* **Dataset entries**
[Start of Attachment]
//! Encryption of backup entries and of the key protecting them.
use crate::driver::Driver;
use crate::hash::sha256;
use crate::protocol::DataEntry;
use crate::sealed::EncryptedData;
use crate::settings::Stored;
use crate::store::Entry;
use crate::token::{Token, ENTRY, ETH_DECRYPT, KEY};
use crate::Error;
use std::collections::BTreeMap;
use tracing::debug;
use xsalsa20poly1305::aead::{generic_array::GenericArray, Aead, AeadCore, KeyInit, OsRng};
use xsalsa20poly1305::XSalsa20Poly1305;

/// Symmetric key protecting backup entries.
pub type SecretKey = [u8; 32];

/// Cache of unwrapped keys: entry hash hex to key hex.
pub type KeyCache = Stored<BTreeMap<String, String>>;

const NONCE_LENGTH: usize = 24;

/// A backup entry in both its on-chain and its plain form.
#[derive(Clone, Debug, PartialEq, Eq)]
pub struct SealedEntry {
    /// Hash of the on-chain entry.
    pub hash: [u8; 32],
    /// On-chain form.
    pub crypt: DataEntry,
    /// Plain form.
    pub plain: Entry,
}

/// Hex of the key hash, the suffix of the token that tags entries sealed with `key`.
pub fn key_tag(key: &SecretKey) -> String {
    hex::encode(sha256(key))
}

/// Seals `plain` as `[token(entry), token(key tag), nonce‖box]`.
pub fn encrypt_entry(token: &Token, key: &SecretKey, plain: Entry) -> Result<SealedEntry, Error> {
    let message = serde_json::to_vec(&plain)?;
    let nonce = XSalsa20Poly1305::generate_nonce(&mut OsRng);
    let sealed = XSalsa20Poly1305::new(GenericArray::from_slice(key))
        .encrypt(&nonce, message.as_slice())
        .map_err(|_| Error::MalformedEntry("encryption failed".to_string()))?;
    let mut payload = nonce.to_vec();
    payload.extend_from_slice(&sealed);
    let crypt = DataEntry::double_hash(vec![
        token.for_suffix(ENTRY).to_vec(),
        token.for_suffix(&key_tag(key)).to_vec(),
        payload,
    ]);
    Ok(SealedEntry {
        hash: crypt.hash(),
        crypt,
        plain,
    })
}

/// Opens an entry sealed with [`encrypt_entry`].
///
/// Entries of another account, another key or with a box that does not open
/// fail with [`Error::NotMine`]; the wrong number of parts or an unreadable
/// payload with [`Error::MalformedEntry`].
pub fn decrypt_entry(token: &Token, key: &SecretKey, crypt: &DataEntry) -> Result<SealedEntry, Error> {
    let parts = crypt.parts();
    if parts.len() != 3 {
        return Err(Error::MalformedEntry(format!("expected 3 parts, got {}", parts.len())));
    }
    if !token.matches(ENTRY, crypt.part(0)) || !token.matches(&key_tag(key), crypt.part(1)) {
        return Err(Error::NotMine);
    }
    if parts[2].len() < NONCE_LENGTH {
        return Err(Error::NotMine);
    }
    let (nonce, sealed) = parts[2].split_at(NONCE_LENGTH);
    let message = XSalsa20Poly1305::new(GenericArray::from_slice(key))
        .decrypt(GenericArray::from_slice(nonce), sealed)
        .map_err(|_| Error::NotMine)?;
    let plain = serde_json::from_slice(&message).map_err(|e| Error::MalformedEntry(e.to_string()))?;
    Ok(SealedEntry {
        hash: crypt.hash(),
        crypt: crypt.clone(),
        plain,
    })
}

/// Creates a fresh key and wraps it with the wallet's encryption key.
/// Returns the key and the parts of the entry recording it:
/// `[token(key), token(eth_decrypt), nonce, ephemeral key, ciphertext]`.
pub async fn generate_key(token: &Token, driver: &Driver, address: &str) -> Result<(SecretKey, Vec<Vec<u8>>), Error> {
    let key: SecretKey = XSalsa20Poly1305::generate_key(&mut OsRng).into();
    let plaintext = serde_json::to_string(&hex::encode(key))?;
    let wrapped = driver.encrypt(address, &plaintext).await?;
    let parts = vec![
        token.for_suffix(KEY).to_vec(),
        token.for_suffix(ETH_DECRYPT).to_vec(),
        wrapped.nonce,
        wrapped.ephemeral_public_key,
        wrapped.ciphertext,
    ];
    Ok((key, parts))
}

/// Unwraps a key recorded by [`generate_key`], asking the wallet only when
/// the key is not in `cache` yet.
pub async fn unwrap_key(driver: &Driver, address: &str, crypt: &DataEntry, cache: &KeyCache) -> Result<SecretKey, Error> {
    let hash = hex::encode(crypt.hash());
    if let Some(key) = cache.get().get(&hash).and_then(|k| parse_key(k).ok()) {
        debug!(entry = %hash, "key found in cache");
        return Ok(key);
    }
    let parts = crypt.parts();
    if parts.len() != 5 {
        return Err(Error::MalformedEntry(format!("expected 5 parts, got {}", parts.len())));
    }
    let wrapped = EncryptedData {
        nonce: parts[2].clone(),
        ephemeral_public_key: parts[3].clone(),
        ciphertext: parts[4].clone(),
    };
    let plaintext = driver.decrypt(address, &wrapped).await?;
    let key_hex: String = serde_json::from_str(&plaintext).map_err(|e| Error::MalformedEntry(e.to_string()))?;
    let key = parse_key(&key_hex)?;
    cache.update(|keys| {
        keys.insert(hash, hex::encode(key));
    })?;
    Ok(key)
}

fn parse_key(s: &str) -> Result<SecretKey, Error> {
    let mut key = [0u8; 32];
    hex::decode_to_slice(s, &mut key).map_err(|e| Error::MalformedEntry(format!("key: {}", e)))?;
    Ok(key)
}
//! Accumulate URLs and transaction identifiers.
use crate::Error;
use serde::{Deserialize, Deserializer, Serialize, Serializer};
use std::fmt;
use std::hash::{Hash, Hasher};
use std::str::FromStr;

const SCHEME: &str = "acc";

/// An `acc://authority/path` URL. Comparison ignores case.
#[derive(Clone)]
pub struct Url {
    authority: String,
    path: String,
}

/// Identifies a transaction: `acc://<hash>@<account>`.
#[derive(Clone, PartialEq, Eq, Hash)]
pub struct TxId {
    hash: [u8; 32],
    account: Url,
}

impl Url {
    /// Parses a URL, adding the `acc://` scheme when it is missing.
    pub fn parse(s: &str) -> Result<Url, Error> {
        let (user, url) = Self::parse_with_user(s)?;
        if user.is_some() {
            return Err(Error::InvalidUrl(s.to_string()));
        }
        Ok(url)
    }

    fn parse_with_user(s: &str) -> Result<(Option<String>, Url), Error> {
        let s = s.trim();
        let full = if s.contains("://") {
            s.to_string()
        } else {
            format!("{}://{}", SCHEME, s)
        };
        let parsed = url::Url::parse(&full).map_err(|e| Error::InvalidUrl(format!("{}: {}", s, e)))?;
        if parsed.scheme() != SCHEME {
            return Err(Error::InvalidUrl(s.to_string()));
        }
        let authority = match parsed.host_str() {
            Some(h) if !h.is_empty() => h.to_string(),
            _ => return Err(Error::InvalidUrl(s.to_string())),
        };
        let authority = match parsed.port() {
            Some(port) => format!("{}:{}", authority, port),
            None => authority,
        };
        let user = match parsed.username() {
            "" => None,
            u => Some(u.to_string()),
        };
        let path = parsed.path().trim_end_matches('/').to_string();
        Ok((user, Url { authority, path }))
    }

    /// URL of a bare authority that is known to be valid, such as hex.
    pub(crate) fn from_authority(authority: String) -> Url {
        Url {
            authority,
            path: String::new(),
        }
    }

    /// The authority (identity) part, without the scheme.
    pub fn authority(&self) -> &str {
        &self.authority
    }

    /// The path, empty or starting with `/`.
    pub fn path(&self) -> &str {
        &self.path
    }

    /// URL of the root identity.
    pub fn root(&self) -> Url {
        Url {
            authority: self.authority.clone(),
            path: String::new(),
        }
    }

    /// Appends a path segment.
    pub fn join(&self, segment: impl fmt::Display) -> Url {
        Url {
            authority: self.authority.clone(),
            path: format!("{}/{}", self.path, segment),
        }
    }

    /// Transaction identifier of `hash` on this account.
    pub fn with_txid(&self, hash: [u8; 32]) -> TxId {
        TxId {
            hash,
            account: self.clone(),
        }
    }

    /// Lowercase form used for case-insensitive comparisons.
    pub fn key(&self) -> String {
        self.to_string().to_ascii_lowercase()
    }
}

impl fmt::Display for Url {
    fn fmt(&self, f: &mut fmt::Formatter<'_>) -> fmt::Result {
        write!(f, "{}://{}{}", SCHEME, self.authority, self.path)
    }
}

impl fmt::Debug for Url {
    fn fmt(&self, f: &mut fmt::Formatter<'_>) -> fmt::Result {
        write!(f, "Url({})", self)
    }
}

impl PartialEq for Url {
    fn eq(&self, other: &Url) -> bool {
        self.authority.eq_ignore_ascii_case(&other.authority)
            && self.path.eq_ignore_ascii_case(&other.path)
    }
}

impl Eq for Url {}

impl Hash for Url {
    fn hash<H: Hasher>(&self, state: &mut H) {
        self.key().hash(state)
    }
}

impl FromStr for Url {
    type Err = Error;

    fn from_str(s: &str) -> Result<Url, Error> {
        Url::parse(s)
    }
}

impl Serialize for Url {
    fn serialize<S: Serializer>(&self, serializer: S) -> Result<S::Ok, S::Error> {
        serializer.collect_str(self)
    }
}

impl<'de> Deserialize<'de> for Url {
    fn deserialize<D: Deserializer<'de>>(deserializer: D) -> Result<Url, D::Error> {
        let s = String::deserialize(deserializer)?;
        Url::parse(&s).map_err(serde::de::Error::custom)
    }
}

impl TxId {
    /// Parses `acc://<64 hex>@<account>`.
    pub fn parse(s: &str) -> Result<TxId, Error> {
        let (user, account) = Url::parse_with_user(s)?;
        let user = user.ok_or_else(|| Error::InvalidUrl(s.to_string()))?;
        let mut hash = [0u8; 32];
        hex::decode_to_slice(&user, &mut hash).map_err(|_| Error::InvalidUrl(s.to_string()))?;
        Ok(TxId { hash, account })
    }

    /// Transaction hash.
    pub fn hash(&self) -> &[u8; 32] {
        &self.hash
    }

    /// Account the transaction was executed on.
    pub fn account(&self) -> &Url {
        &self.account
    }

    /// Abbreviated form for progress lines.
    pub fn short(&self) -> String {
        let account = self.account.to_string();
        let account = account.trim_start_matches("acc://");
        let account: String = if account.chars().count() > 16 {
            account.chars().take(16).chain("…".chars()).collect()
        } else {
            account.to_string()
        };
        format!("{}…@{}", hex::encode(&self.hash[..4]), account)
    }
}

impl fmt::Display for TxId {
    fn fmt(&self, f: &mut fmt::Formatter<'_>) -> fmt::Result {
        write!(
            f,
            "{}://{}@{}{}",
            SCHEME,
            hex::encode(self.hash),
            self.account.authority,
            self.account.path
        )
    }
}

impl fmt::Debug for TxId {
    fn fmt(&self, f: &mut fmt::Formatter<'_>) -> fmt::Result {
        write!(f, "TxId({})", self)
    }
}

impl FromStr for TxId {
    type Err = Error;

    fn from_str(s: &str) -> Result<TxId, Error> {
        TxId::parse(s)
    }
}

impl Serialize for TxId {
    fn serialize<S: Serializer>(&self, serializer: S) -> Result<S::Ok, S::Error> {
        serializer.collect_str(self)
    }
}

impl<'de> Deserialize<'de> for TxId {
    fn deserialize<D: Deserializer<'de>>(deserializer: D) -> Result<TxId, D::Error> {
        let s = String::deserialize(deserializer)?;
        TxId::parse(&s).map_err(serde::de::Error::custom)
    }
}
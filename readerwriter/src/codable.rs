use crate::{WriteError, Writer};

/// Marker byte written in place of an object that has no fields.
pub const EMPTY_OBJECT: u8 = 0x80;

/// Highest field number an object may use.
pub const MAX_FIELD: u32 = 32;

/// A trait for encoding structures using the [Writer] trait.
pub trait Encodable {
    /// Encodes receiver into bytes appending them to a provided buffer.
    fn encode(&self, w: &mut impl Writer) -> Result<(), WriteError>;

    /// Encodes receiver into a vector of bytes.
    fn encode_to_vec(&self) -> Result<Vec<u8>, WriteError> {
        let mut buf = Vec::new();
        self.encode(&mut buf)?;
        Ok(buf)
    }
}

impl<T: Encodable + ?Sized> Encodable for &T {
    fn encode(&self, w: &mut impl Writer) -> Result<(), WriteError> {
        (**self).encode(w)
    }
}

/// Writes the numbered fields of a single object.
///
/// Every method skips zero values, except the `repeated` variants which
/// write each element even when it is empty. Call [`FieldWriter::finish`]
/// once all fields are written.
pub struct FieldWriter<'w, W: Writer> {
    w: &'w mut W,
    written: bool,
}

impl<'w, W: Writer> FieldWriter<'w, W> {
    /// Starts writing an object into `w`.
    pub fn new(w: &'w mut W) -> Self {
        FieldWriter { w, written: false }
    }

    fn field(&mut self, n: u32) -> Result<(), WriteError> {
        if n == 0 || n > MAX_FIELD {
            return Err(WriteError::FieldOutOfRange(n));
        }
        self.written = true;
        self.w.write_uvarint(b"field", n as u64)
    }

    /// Writes an unsigned integer field.
    pub fn uint(&mut self, n: u32, x: u64) -> Result<(), WriteError> {
        if x == 0 {
            return Ok(());
        }
        self.field(n)?;
        self.w.write_uvarint(b"uint", x)
    }

    /// Writes a signed integer field.
    pub fn int(&mut self, n: u32, x: i64) -> Result<(), WriteError> {
        if x == 0 {
            return Ok(());
        }
        self.field(n)?;
        self.w.write_varint(b"int", x)
    }

    /// Writes an enumeration value.
    pub fn enumeration(&mut self, n: u32, x: u64) -> Result<(), WriteError> {
        self.uint(n, x)
    }

    /// Writes a boolean field. `false` is omitted.
    pub fn boolean(&mut self, n: u32, x: bool) -> Result<(), WriteError> {
        self.uint(n, x as u64)
    }

    /// Writes a length-prefixed byte string.
    pub fn bytes(&mut self, n: u32, x: &[u8]) -> Result<(), WriteError> {
        if x.is_empty() {
            return Ok(());
        }
        self.field(n)?;
        self.w.write_length_prefixed(b"bytes", x)
    }

    /// Writes each element of a repeated byte-string field.
    pub fn repeated_bytes<B: AsRef<[u8]>>(&mut self, n: u32, xs: &[B]) -> Result<(), WriteError> {
        for x in xs {
            self.field(n)?;
            self.w.write_length_prefixed(b"bytes", x.as_ref())?;
        }
        Ok(())
    }

    /// Writes a string field.
    pub fn string(&mut self, n: u32, x: &str) -> Result<(), WriteError> {
        self.bytes(n, x.as_bytes())
    }

    /// Writes a 32-byte hash without a length prefix. An all-zero hash is omitted.
    pub fn hash(&mut self, n: u32, x: &[u8; 32]) -> Result<(), WriteError> {
        if x.iter().all(|b| *b == 0) {
            return Ok(());
        }
        self.field(n)?;
        self.w.write(b"hash", x)
    }

    /// Writes an arbitrary precision unsigned integer as big-endian bytes.
    pub fn big_uint(&mut self, n: u32, x: u128) -> Result<(), WriteError> {
        let bytes = x.to_be_bytes();
        let skip = bytes.iter().take_while(|b| **b == 0).count();
        self.bytes(n, &bytes[skip..])
    }

    /// Writes a nested object, length-prefixed.
    pub fn value(&mut self, n: u32, x: &impl Encodable) -> Result<(), WriteError> {
        let buf = x.encode_to_vec()?;
        self.field(n)?;
        self.w.write_length_prefixed(b"value", &buf)
    }

    /// Writes each element of a repeated nested-object field.
    pub fn repeated_values<T: Encodable>(&mut self, n: u32, xs: &[T]) -> Result<(), WriteError> {
        for x in xs {
            self.value(n, x)?;
        }
        Ok(())
    }

    /// Completes the object, writing the empty-object marker if no field was written.
    pub fn finish(self) -> Result<(), WriteError> {
        if self.written {
            Ok(())
        } else {
            self.w.write_u8(b"empty", EMPTY_OBJECT)
        }
    }
}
[End of Attachment]
* **DIRECTIONS FOR THIS TASK**
Show all of the lines above in which "false" is present.

* **PROBLEM SOLUTION**
        FieldWriter { w, written: false }
    /// Writes a boolean field. `false` is omitted.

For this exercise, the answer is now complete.